When eBay Inc. late last month announced it will no longer allow so-called third-party checkout services after June 30, 2011, the San Jose, Calif.-based online auctioneer’s policy shift attracted plenty of attention. Less noted was a decision, announced at the same time, to allow payment gateways other than PayPal to operate on eBay for the first time. Starting this month, Authorize.Net will begin processing transactions for eBay sellers, followed in October by its corporate parent, CyberSource Corp.

Up to now, only the Payflow gateway operated by PayPal Inc., a unit of eBay, has been permitted to process for eBay sellers. Officials at eBay refuse to say how many sellers use Payflow or what percentage of transactions traverse the gateway. Since gateways require a merchant account, sellers would likely be full-time merchants, many of them with their own storefronts. CyberSource clearly sees the new policy as a net positive. “It’s a nice opportunity for our business,” says a company spokesman.

Gateways funnel transactions from online merchants to back-end payment processors and at the same time typically perform risk-detection routines to control fraud. Mountain View, Calif.-based CyberSource, one of the largest U.S. gateways, was acquired last month by Visa Inc. in a $2 billion deal the card network announced this spring (Digital Transactions News, April 21). CyberSource bought American Fork, Utah-based Authorize.Net three years ago, in part to gain access to Authorize.net’s roster of mostly small merchants (Digital Transactions News, June 18, 2007).

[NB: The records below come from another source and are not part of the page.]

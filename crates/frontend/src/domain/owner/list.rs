use contracts::domain::owner::Owner;
use leptos::prelude::*;

use super::details::OwnerDetails;
use crate::shared::components::ui::Button;
use crate::shared::icons::icon;
use crate::shared::modal::use_modal;
use crate::shared::state::use_estate_store;

/// Admin table over the owner collection.
#[component]
pub fn OwnerList() -> impl IntoView {
    let store = use_estate_store();
    let modal = use_modal();

    let open_editor = move |existing: Option<Owner>| {
        modal.open(move |handle| {
            let on_save = Callback::new({
                let handle = handle.clone();
                move |owner: Owner| {
                    store.save_owner(owner);
                    handle.close();
                }
            });
            let on_cancel = Callback::new({
                let handle = handle.clone();
                move |_| handle.close()
            });
            view! {
                <OwnerDetails existing=existing.clone() on_save=on_save on_cancel=on_cancel />
            }
            .into_any()
        });
    };

    view! {
        <div class="collection">
            <div class="collection__header">
                <h2 class="collection__title">"Gerenciar Proprietários"</h2>
                <Button on_click=Callback::new(move |_| open_editor(None))>
                    {icon("plus-circle")}
                    <span>"Adicionar Proprietário"</span>
                </Button>
            </div>
            <div class="collection__table-wrap">
                <table class="collection__table">
                    <thead>
                        <tr>
                            <th>"Nome"</th>
                            <th>"Email"</th>
                            <th>"Telefone"</th>
                            <th>"Ações"</th>
                        </tr>
                    </thead>
                    <tbody>
                        <For
                            each=move || store.owners.with(|set| set.to_vec())
                            key=|o| o.id.clone()
                            children=move |owner: Owner| {
                                let edit_target = owner.clone();
                                let delete_id = owner.id.clone();
                                view! {
                                    <tr>
                                        <td>{owner.name.clone()}</td>
                                        <td>{owner.email.clone()}</td>
                                        <td>{owner.phone.clone()}</td>
                                        <td>
                                            <div class="collection__actions">
                                                <button
                                                    class="collection__action collection__action--edit"
                                                    aria-label="Editar"
                                                    on:click=move |_| open_editor(Some(edit_target.clone()))
                                                >
                                                    {icon("edit")}
                                                </button>
                                                <button
                                                    class="collection__action collection__action--delete"
                                                    aria-label="Excluir"
                                                    on:click=move |_| store.delete_owner(&delete_id)
                                                >
                                                    {icon("trash")}
                                                </button>
                                            </div>
                                        </td>
                                    </tr>
                                }
                            }
                        />
                    </tbody>
                </table>
            </div>
        </div>
    }
}
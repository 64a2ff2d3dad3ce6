mod estate_store;

pub use estate_store::{use_estate_store, EstateStore};
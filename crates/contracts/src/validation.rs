//! Declarative per-entity validation.
//!
//! Validation is a pure, synchronous whole-pass over a draft: every violated
//! rule lands in [`FieldErrors`] keyed by dotted field path (so nested
//! address fields can be reported individually), and submission is the
//! caller's decision on `Err`. Nothing here touches collections.

use std::collections::BTreeMap;

use crate::domain::broker::Broker;
use crate::domain::owner::Owner;
use crate::domain::property::Property;

/// Field-path → message mapping. Ordered so error listings are stable.
#[derive(Debug, Clone, Default, PartialEq, Eq)]
pub struct FieldErrors {
    errors: BTreeMap<String, String>,
}

impl FieldErrors {
    pub fn new() -> Self {
        Self::default()
    }

    pub fn insert(&mut self, path: impl Into<String>, message: impl Into<String>) {
        self.errors.insert(path.into(), message.into());
    }

    pub fn get(&self, path: &str) -> Option<&str> {
        self.errors.get(path).map(String::as_str)
    }

    pub fn is_empty(&self) -> bool {
        self.errors.is_empty()
    }

    pub fn len(&self) -> usize {
        self.errors.len()
    }

    pub fn iter(&self) -> impl Iterator<Item = (&str, &str)> {
        self.errors.iter().map(|(k, v)| (k.as_str(), v.as_str()))
    }

    fn into_result(self) -> Result<(), FieldErrors> {
        if self.is_empty() {
            Ok(())
        } else {
            Err(self)
        }
    }
}

/// Draft acceptance check. `Ok(())` means the draft may be committed;
/// `Err` carries every violation found in one pass (never fail-fast).
pub trait Validate {
    fn validate(&self) -> Result<(), FieldErrors>;
}

/// Permissive well-formedness check: one `@`, a non-empty local part and a
/// dotted domain. Deliberately not an RFC parser.
pub fn email_is_valid(value: &str) -> bool {
    let Some((local, domain)) = value.split_once('@') else {
        return false;
    };
    if local.is_empty() || domain.is_empty() {
        return false;
    }
    if value.contains(char::is_whitespace) || domain.contains('@') {
        return false;
    }
    domain.contains('.') && domain.split('.').all(|part| !part.is_empty())
}

fn require(errors: &mut FieldErrors, path: &str, value: &str, message: &str) {
    if value.trim().is_empty() {
        errors.insert(path, message);
    }
}

impl Validate for Property {
    fn validate(&self) -> Result<(), FieldErrors> {
        let mut errors = FieldErrors::new();
        require(&mut errors, "title", &self.title, "Título é obrigatório");
        require(
            &mut errors,
            "description",
            &self.description,
            "Descrição é obrigatória",
        );
        if self.price < 0.0 {
            errors.insert("price", "Preço deve ser positivo");
        }
        require(
            &mut errors,
            "address.street",
            &self.address.street,
            "Rua é obrigatória",
        );
        require(
            &mut errors,
            "address.city",
            &self.address.city,
            "Cidade é obrigatória",
        );
        require(
            &mut errors,
            "address.state",
            &self.address.state,
            "Estado é obrigatório",
        );
        require(
            &mut errors,
            "address.zipCode",
            &self.address.zip_code,
            "CEP é obrigatório",
        );
        if self.area < 0.0 {
            errors.insert("area", "Área deve ser positiva");
        }
        require(
            &mut errors,
            "brokerId",
            &self.broker_id,
            "Corretor é obrigatório",
        );
        require(
            &mut errors,
            "ownerId",
            &self.owner_id,
            "Proprietário é obrigatório",
        );
        errors.into_result()
    }
}

impl Validate for Broker {
    fn validate(&self) -> Result<(), FieldErrors> {
        let mut errors = FieldErrors::new();
        require(&mut errors, "name", &self.name, "Nome é obrigatório");
        if !email_is_valid(&self.email) {
            errors.insert("email", "Email inválido");
        }
        require(&mut errors, "phone", &self.phone, "Telefone é obrigatório");
        // whatsapp is unconstrained.
        require(
            &mut errors,
            "licenseNumber",
            &self.license_number,
            "Número da licença é obrigatório",
        );
        errors.into_result()
    }
}

impl Validate for Owner {
    fn validate(&self) -> Result<(), FieldErrors> {
        let mut errors = FieldErrors::new();
        require(&mut errors, "name", &self.name, "Nome é obrigatório");
        if !email_is_valid(&self.email) {
            errors.insert("email", "Email inválido");
        }
        require(&mut errors, "phone", &self.phone, "Telefone é obrigatório");
        errors.into_result()
    }
}

#[cfg(test)]
mod tests {
    use super::*;
    use crate::domain::property::{Address, PropertyCategory, PropertyType};
    use crate::seed;

    fn valid_property() -> Property {
        Property {
            id: String::new(),
            title: "Cobertura com vista".into(),
            description: "Duplex reformado.".into(),
            price: 890_000.0,
            property_type: PropertyType::Apartment,
            category: PropertyCategory::Urban,
            address: Address {
                street: "Rua Augusta, 900".into(),
                city: "São Paulo".into(),
                state: "SP".into(),
                zip_code: "01304-001".into(),
            },
            bedrooms: 3,
            bathrooms: 2,
            area: 140.0,
            images: Vec::new(),
            broker_id: "broker-1".into(),
            owner_id: "owner-1".into(),
            features: vec!["Varanda".into()],
            is_featured: true,
        }
    }

    #[test]
    fn valid_property_passes() {
        assert!(valid_property().validate().is_ok());
    }

    #[test]
    fn property_violations_are_collected_in_one_pass() {
        let draft = Property {
            title: "  ".into(),
            description: String::new(),
            price: -1.0,
            broker_id: String::new(),
            ..valid_property()
        };
        let errors = draft.validate().unwrap_err();
        assert_eq!(errors.get("title"), Some("Título é obrigatório"));
        assert_eq!(errors.get("description"), Some("Descrição é obrigatória"));
        assert_eq!(errors.get("price"), Some("Preço deve ser positivo"));
        assert_eq!(errors.get("brokerId"), Some("Corretor é obrigatório"));
        assert_eq!(errors.len(), 4);
    }

    #[test]
    fn nested_address_fields_report_dotted_paths() {
        let draft = Property {
            address: Address::default(),
            ..valid_property()
        };
        let errors = draft.validate().unwrap_err();
        assert_eq!(errors.get("address.street"), Some("Rua é obrigatória"));
        assert_eq!(errors.get("address.city"), Some("Cidade é obrigatória"));
        assert_eq!(errors.get("address.state"), Some("Estado é obrigatório"));
        assert_eq!(errors.get("address.zipCode"), Some("CEP é obrigatório"));
    }

    #[test]
    fn broker_with_bad_email_is_rejected() {
        let mut broker = seed::brokers()[0].clone();
        broker.email = "not-an-email".into();
        let errors = broker.validate().unwrap_err();
        assert_eq!(errors.get("email"), Some("Email inválido"));
        assert_eq!(errors.len(), 1);
    }

    #[test]
    fn broker_whatsapp_is_unconstrained() {
        let mut broker = seed::brokers()[0].clone();
        broker.whatsapp = None;
        assert!(broker.validate().is_ok());
        broker.whatsapp = Some("qualquer coisa".into());
        assert!(broker.validate().is_ok());
    }

    #[test]
    fn owner_requires_name_email_and_phone() {
        let owner = Owner::default();
        let errors = owner.validate().unwrap_err();
        assert_eq!(errors.get("name"), Some("Nome é obrigatório"));
        assert_eq!(errors.get("email"), Some("Email inválido"));
        assert_eq!(errors.get("phone"), Some("Telefone é obrigatório"));
    }

    #[test]
    fn email_check_accepts_plausible_and_rejects_malformed() {
        assert!(email_is_valid("carlos.f@imoveis.com"));
        assert!(email_is_valid("a@b.co"));
        assert!(!email_is_valid(""));
        assert!(!email_is_valid("not-an-email"));
        assert!(!email_is_valid("@imoveis.com"));
        assert!(!email_is_valid("carlos@"));
        assert!(!email_is_valid("carlos@imoveis"));
        assert!(!email_is_valid("carlos@imoveis."));
        assert!(!email_is_valid("ca rlos@imoveis.com"));
        assert!(!email_is_valid("carlos@@imoveis.com"));
    }
}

Jay Hanson, vice president of product at eBay, says the decision to add CyberSource and Authorize.net boiled down to two criteria. “They are the most popular and largest gateways, and are the ones used by the bulk of our sellers,” he tells Digital Transactions News.

Indeed, a significant number of eBay sellers, many of them smaller merchants of the sort served by Authorize.net, use one or the other gateway on their own sites. “We have a large footprint,” says Justin Brown, product manager at Authorize.net. “A merchant might have a large Web store but also sell on eBay. We have a number of merchants that overlap.”

In view of that fact, eBay approached the two gateway companies when it decided the time had come to add other options besides PayPal. “They reached out to us,” says Brown. “It’s a recognition of the place the Authorize.Net and CyberSource platforms have in the marketplace.”

The move dovetails with eBay’s new policy on checkouts, or merchant interfaces that stand between online shoppers and the payment services merchants use. After the end of June next year, only the eBay checkout, with enhancements including the expanded roster of gateways, will be permitted. The company says the impact should be small, since less than 10% of sales currently flow through third-party checkouts. But the decision to ban third parties has garnered significant press, largely owing to eBay’s size and share of e-commerce.

The new policy also follows eBay’s decision two years ago to require electronic payments in all but a few high-ticket merchandise categories (Digital Transactions News, Sept. 16, 2008). At the time, only PayPal and ProPay, an independent sales organization based in Orem, Utah, were allowed, regardless of the merchant’s checkout service. Since then, eBay has added Paymate, an Australian processor, and Moneybookers, based in the U.K. Transactions charged directly to credit and debit cards are also permitted.